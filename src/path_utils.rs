//! Cross-platform path utilities for agentkit
//!
//! This module provides utilities for handling paths across different platforms
//! (Windows, macOS, Linux) with consistent behavior.

use std::path::{Component, Path, PathBuf};

use normpath::PathExt;

/// Convert a path to a string with forward slashes
///
/// Lock file entries and placeholder values always use forward slashes so
/// the group matching in the lock file works on every platform.
///
/// # Examples
///
/// ```
/// use std::path::Path;
/// use agentkit::path_utils::to_forward_slashes;
///
/// assert_eq!(to_forward_slashes(Path::new("a/b")), "a/b");
/// ```
pub fn to_forward_slashes(path: &Path) -> String {
    path.to_string_lossy().replace('\\', "/")
}

/// Expand a leading `~` to the user's home directory
///
/// Only `~` on its own or followed by a separator is expanded; `~user` is left
/// alone. If no home directory can be determined the path is returned as-is.
pub fn expand_tilde(path: &Path) -> PathBuf {
    let raw = path.to_string_lossy();
    let rest = if raw == "~" {
        Some("")
    } else {
        raw.strip_prefix("~/").or_else(|| raw.strip_prefix("~\\"))
    };

    match (rest, dirs::home_dir()) {
        (Some(""), Some(home)) => home,
        (Some(rest), Some(home)) => home.join(rest),
        _ => path.to_path_buf(),
    }
}

/// Drop `.` components and resolve `..` lexically
fn clean(path: &Path) -> PathBuf {
    let mut out = PathBuf::new();
    for component in path.components() {
        match component {
            Component::CurDir => {}
            Component::ParentDir => {
                if !out.pop() {
                    out.push(component);
                }
            }
            other => out.push(other),
        }
    }
    out
}

/// Normalize a path that may not exist yet
///
/// The longest existing ancestor is normalized (resolving symlinks such as
/// `/var -> /private/var` on macOS) and the missing tail is appended back.
fn normalize_existing_prefix(path: &Path) -> PathBuf {
    if let Ok(norm) = path.normalize() {
        return norm.into_path_buf();
    }

    let mut current = path;
    let mut tail = Vec::new();
    while !current.exists() {
        let (Some(name), Some(parent)) = (current.file_name(), current.parent()) else {
            return path.to_path_buf();
        };
        tail.push(name);
        current = parent;
    }

    let mut result = current
        .normalize()
        .map(normpath::BasePathBuf::into_path_buf)
        .unwrap_or_else(|_| current.to_path_buf());
    for name in tail.iter().rev() {
        result.push(name);
    }
    result
}

/// Turn a user supplied target root into an absolute, normalized path
///
/// Expands `~`, resolves relative paths against `cwd` and removes `.`/`..`.
pub fn normalize_root(path: &Path, cwd: &Path) -> PathBuf {
    let expanded = expand_tilde(path);
    let absolute = if expanded.is_absolute() {
        expanded
    } else {
        cwd.join(expanded)
    };
    normalize_existing_prefix(&clean(&absolute))
}
//! Command implementations for agentkit CLI

pub mod completions;
pub mod helpers;
pub mod install;
pub mod status;
pub mod uninstall;
pub mod version;

pub use helpers::CommandContext;
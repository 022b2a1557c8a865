use clap::Parser;

use super::TargetArgs;

/// Arguments for the uninstall command
#[derive(Parser, Debug)]
#[command(after_help = "EXAMPLES:\n  \
                  Remove everything the kit installed:\n    agentkit uninstall\n\n\
                  Remove only files in the secondary directory:\n    agentkit uninstall --secondary-only\n\n\
                  Files you added yourself and settings other than hooks are kept.")]
pub struct UninstallArgs {
    #[command(flatten)]
    pub targets: TargetArgs,
}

▸ What is being asked: Looking at the entries above, how many lines contain "expanded"? State the number and nothing more.

▸ Solution for this exercise: 5